Secondly, and now from home, Nigeria; President Muhammadu Buhari has been sick on and off. He is currently in the UK for a follow-up visit after a prolonged stay in the country early this year. The Vice-President who now acts his superior, Prof. Yemi Osinbajo, has been doing remarkably well, at least by his symbolic, body language. The economy is said to be recuperating, though the masses have yet to see the real change on the ground save for the security situation. The war against corruption is, of course, ongoing, but sadly, not every accused or suspect is charged or tried. Some are immune to any investigation, for they belong to the club. In other words, they are spared because there is the vested interest of the elites on their cases.
Down to the state level, as the third case; Kano state government is doing not bad, for, if not for anything, the governor, Dr Abdullahi Ganduje does not owe anyone any month’s salary. This is not the case with many other states. Nonetheless, due to his growing, fuelled rivalry with his erstwhile boss, Engr. Rabiu Kwankwaso, a lot of money and resources were, and are, embezzled all in trying to bury history. The recent unneeded refurbishing of the Coronation Hall in the State’s House is a typical example. All the chairs in the hall were changed only because they are red, which is a bizarre emblematic colour of the former governor’s cultic movement, Kwankwasiyya.

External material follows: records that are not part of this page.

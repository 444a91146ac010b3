//! CLI surface smoke tests.

use assert_cmd::Command;

#[test]
fn help_lists_the_subcommands() {
    let mut cmd = Command::cargo_bin("cadence").expect("binary");
    let assert = cmd.arg("--help").assert().success();
    let output = String::from_utf8_lossy(&assert.get_output().stdout).to_string();
    for subcommand in ["start", "migrate", "ingest", "learn"] {
        assert!(output.contains(subcommand), "help should list {subcommand}");
    }
}

#[test]
fn unknown_subcommands_fail() {
    let mut cmd = Command::cargo_bin("cadence").expect("binary");
    cmd.arg("does-not-exist").assert().failure();
}

#[test]
fn migrate_bootstraps_a_fresh_database() {
    let dir = tempfile::tempdir().expect("tempdir");
    let db = dir.path().join("cadence.db");
    let mut cmd = Command::cargo_bin("cadence").expect("binary");
    cmd.env("CADENCE_DB_PATH", db.to_str().expect("utf8"))
        .env("CADENCE_CONFIG_PATH", dir.path().join("missing.toml"))
        .arg("migrate")
        .assert()
        .success();
    assert!(db.exists());
}
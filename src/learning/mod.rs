//! The learning loop: attribute → discover → validate → promote →
//! deprecate → evolve → arbitrate.
//!
//! Runs daily per tenant (cron fan-out) and on demand. Each stage is a
//! checkpointed step so a crashed run resumes where it stopped.

pub mod patterns;
pub mod performance;
pub mod prompts;

use std::sync::Arc;

use async_trait::async_trait;
use chrono::{Duration, Utc};
use serde_json::{json, Value};
use tracing::{info, warn};

use crate::providers::{ChatMessage, ChatRequest, ProviderRegistry};
use crate::runner::{names, Emitter, EventHandler, StageError, StepContext};
use crate::store::patterns::PatternStatus;
use crate::store::Store;

use performance::PERIOD_30D;

/// Fans the daily learning cron out per tenant.
pub struct LearningScanHandler {
    store: Store,
    emitter: Emitter,
}

impl LearningScanHandler {
    /// Build the handler.
    pub fn new(store: Store, emitter: Emitter) -> Self {
        Self { store, emitter }
    }
}

#[async_trait]
impl EventHandler for LearningScanHandler {
    fn event_names(&self) -> &'static [&'static str] {
        &[names::LEARNING_SCAN]
    }

    async fn handle(&self, _ctx: &StepContext, _payload: Value) -> Result<(), StageError> {
        let tenants = self.store.list_tenants().await?;
        for tenant in tenants {
            self.emitter
                .emit(names::LEARNING_ANALYZE, &json!({"tenant_id": tenant.id}))
                .await
                .map_err(|e| StageError::transient(e.to_string()))?;
        }
        Ok(())
    }
}

/// Runs the full learning pipeline for one tenant.
pub struct LearningHandler {
    store: Store,
    providers: Arc<ProviderRegistry>,
}

impl LearningHandler {
    /// Build the handler.
    pub fn new(store: Store, providers: Arc<ProviderRegistry>) -> Self {
        Self { store, providers }
    }

    /// Render the RAG document for a promoted pattern. The LLM writes
    /// it when available; the template stands in otherwise.
    async fn pattern_document(
        &self,
        tenant: &crate::types::Tenant,
        elements: &Value,
        lift: f64,
        sample_size: i64,
    ) -> (String, String) {
        let (title, fallback) = patterns::render_pattern_document(elements, lift, sample_size);
        let Ok(llm) = self.providers.llm_for_tenant(tenant) else {
            return (title, fallback);
        };
        let request = ChatRequest {
            system: Some(
                "Write one short guidance paragraph for outbound copywriters.".to_owned(),
            ),
            messages: vec![ChatMessage::user(format!(
                "Pattern: {elements}. Reply-rate lift {lift:.1}x over {sample_size} sends. \
                 Explain when to use it, in under 80 words."
            ))],
            max_tokens: Some(300),
            temperature: Some(0.4),
            thinking_budget: None,
        };
        match llm.chat(request).await {
            Ok(response) if !response.content.trim().is_empty() => (title, response.content),
            _ => (title, fallback),
        }
    }
}

#[async_trait]
impl EventHandler for LearningHandler {
    fn event_names(&self) -> &'static [&'static str] {
        &[names::LEARNING_ANALYZE]
    }

    fn concurrency(&self) -> usize {
        2
    }

    #[allow(clippy::too_many_lines)]
    async fn handle(&self, ctx: &StepContext, payload: Value) -> Result<(), StageError> {
        let tenant_id = payload
            .get("tenant_id")
            .and_then(Value::as_i64)
            .ok_or_else(|| StageError::fatal("learning event without tenant_id"))?;
        let tenant = self.store.get_tenant(tenant_id).await?;
        let since = Utc::now()
            .checked_sub_signed(Duration::days(30))
            .unwrap_or_else(Utc::now);

        let tagged = self.store.list_tagged_outreach_since(tenant_id, since).await?;
        let engagements = self.store.list_engagements_since(tenant_id, since).await?;
        let outcomes = performance::outcomes_by_outreach(&engagements);

        // 1. Element-performance aggregates.
        ctx.run("refresh-performance", async {
            let rows = performance::compute_element_performance(&tagged, &outcomes);
            let count = rows.len();
            for row in &rows {
                self.store.upsert_element_performance(tenant_id, row).await?;
            }
            Ok(count)
        })
        .await?;

        // 8 (computed early so discovery lifts against fresh numbers):
        // tenant-wide baselines.
        let baseline = performance::compute_baseline(&tagged, &outcomes);
        ctx.run("refresh-baseline", async {
            for (metric, value) in [
                ("open_rate", baseline.open_rate),
                ("reply_rate", baseline.reply_rate),
                ("positive_reply_rate", baseline.positive_reply_rate),
            ] {
                self.store
                    .upsert_baseline(
                        tenant_id,
                        metric,
                        "tenant",
                        PERIOD_30D,
                        value,
                        i64::try_from(baseline.sends).unwrap_or(i64::MAX),
                    )
                    .await?;
            }
            Ok(())
        })
        .await?;

        // 2. Discovery.
        ctx.run("discover-patterns", async {
            let candidates =
                patterns::discover_patterns(&tagged, &outcomes, baseline.reply_rate);
            let mut inserted = 0usize;
            for candidate in candidates {
                match self
                    .store
                    .find_pattern(tenant_id, &candidate.elements, &candidate.scope)
                    .await?
                {
                    Some(existing) => {
                        // Retired patterns stay retired; live ones get
                        // fresh stats.
                        if existing.status != PatternStatus::Retired {
                            self.store
                                .update_pattern(
                                    tenant_id,
                                    existing.id,
                                    candidate.sample_size,
                                    candidate.lift,
                                    candidate.confidence,
                                    existing.status,
                                )
                                .await?;
                        }
                    }
                    None => {
                        self.store
                            .insert_pattern(
                                tenant_id,
                                &candidate.elements,
                                &candidate.scope,
                                candidate.sample_size,
                                candidate.lift,
                                candidate.confidence,
                            )
                            .await?;
                        inserted = inserted.saturating_add(1);
                    }
                }
            }
            Ok(inserted)
        })
        .await?;

        // 3. Validation.
        ctx.run("validate-patterns", async {
            let candidates = self
                .store
                .list_patterns(tenant_id, Some(PatternStatus::Candidate))
                .await?;
            let mut validated = 0usize;
            for pattern in candidates {
                if patterns::meets_validation(pattern.sample_size, pattern.confidence, pattern.lift)
                {
                    self.store
                        .update_pattern(
                            tenant_id,
                            pattern.id,
                            pattern.sample_size,
                            pattern.lift,
                            pattern.confidence,
                            PatternStatus::Validated,
                        )
                        .await?;
                    validated = validated.saturating_add(1);
                }
            }
            Ok(validated)
        })
        .await?;

        // 4. Promotion: validated patterns gain a RAG document and go
        // active.
        let validated = self
            .store
            .list_patterns(tenant_id, Some(PatternStatus::Validated))
            .await?;
        for pattern in validated {
            let step = format!("promote-pattern-{}", pattern.id);
            let elements = pattern.elements.clone();
            let (lift, sample) = (pattern.lift, pattern.sample_size);
            ctx.run(&step, async {
                let (title, content) = self
                    .pattern_document(&tenant, &elements, lift, sample)
                    .await;
                self.store
                    .upsert_learned_document(tenant_id, pattern.id, &title, &content)
                    .await?;
                self.store
                    .update_pattern(
                        tenant_id,
                        pattern.id,
                        pattern.sample_size,
                        pattern.lift,
                        pattern.confidence,
                        PatternStatus::Active,
                    )
                    .await?;
                Ok(())
            })
            .await?;
        }

        // 5. Deprecation: decayed lift retires the pattern; its RAG
        // document is marked deprecated, not deleted.
        ctx.run("deprecate-patterns", async {
            let active = self
                .store
                .list_patterns(tenant_id, Some(PatternStatus::Active))
                .await?;
            let mut retired = 0usize;
            for pattern in active {
                if pattern.lift < patterns::RETIREMENT_LIFT {
                    self.store
                        .update_pattern(
                            tenant_id,
                            pattern.id,
                            pattern.sample_size,
                            pattern.lift,
                            pattern.confidence,
                            PatternStatus::Retired,
                        )
                        .await?;
                    self.store
                        .deprecate_learned_document(tenant_id, pattern.id)
                        .await?;
                    retired = retired.saturating_add(1);
                }
            }
            Ok(retired)
        })
        .await?;

        // 6. Prompt evolution.
        let all_patterns = self.store.list_patterns(tenant_id, None).await?;
        for prompt_name in prompts::EVOLVABLE_PROMPTS {
            let step = format!("evolve-{prompt_name}");
            ctx.run(&step, async {
                prompts::evolve_prompt(
                    &self.store,
                    &self.providers,
                    &tenant,
                    prompt_name,
                    &all_patterns,
                )
                .await
            })
            .await?;
        }

        // 7. A/B arbitration.
        let concluded = ctx
            .run("evaluate-ab-tests", async {
                prompts::evaluate_ab_tests(&self.store, &tenant).await
            })
            .await?;

        info!(
            tenant = tenant_id,
            sends = baseline.sends,
            reply_rate = baseline.reply_rate,
            ab_concluded = concluded,
            "learning run complete"
        );
        Ok(())
    }
}

/// Sends the per-tenant daily summary through the notifier.
pub struct DailySummaryHandler {
    store: Store,
    providers: Arc<ProviderRegistry>,
}

impl DailySummaryHandler {
    /// Build the handler.
    pub fn new(store: Store, providers: Arc<ProviderRegistry>) -> Self {
        Self { store, providers }
    }
}

#[async_trait]
impl EventHandler for DailySummaryHandler {
    fn event_names(&self) -> &'static [&'static str] {
        &[names::DAILY_SUMMARY]
    }

    async fn handle(&self, _ctx: &StepContext, _payload: Value) -> Result<(), StageError> {
        let since = Utc::now()
            .checked_sub_signed(Duration::days(1))
            .unwrap_or_else(Utc::now)
            .to_rfc3339();
        for tenant in self.store.list_tenants().await? {
            let activity = self.store.tenant_activity_since(tenant.id, &since).await?;
            let payload = json!({
                "kind": "daily_summary",
                "tenant": tenant.name,
                "leads_ingested": activity.leads_ingested,
                "outreach_sent": activity.outreach_sent,
                "replies": activity.replies,
            });
            if let Err(err) = self
                .providers
                .notifier()
                .send(tenant.notify_channel.as_deref().unwrap_or("summaries"), &payload)
                .await
            {
                warn!(tenant = tenant.id, error = %err, "daily summary failed");
            }
        }
        Ok(())
    }
}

I can go on and on, reporting the many incidents that happened in the year. But the article is not about them, or anyone else. It is about me and then my wife. I will, therefore, seize this opportunity to announce to my esteemed readers that my fasting for PhD has come to an end. I am, in sha Allah, going to start my terminal degree before the end of the year, and in a foreign land – too early to disclose more details. I beseech your prayers and well wishes, please. May Allah, the Exalted, answer all our good-intentioned prayers, amin.
Nothing comes easy. One has to strive for anything he or she desires to obtain. I have a bulk of stories to tell about my PhD. I promise to share them with you after formal commencement of my programme before the end of the year. The aim is no other than to motivate prospective PhD scholars, and younger colleagues and students. The journey is rough and bumpy. But with and to Allah, the Exalted, nothing is impossible. Keep faith in him and chase your dream energetically and prayerfully.
Thank you for reading, and best wishes.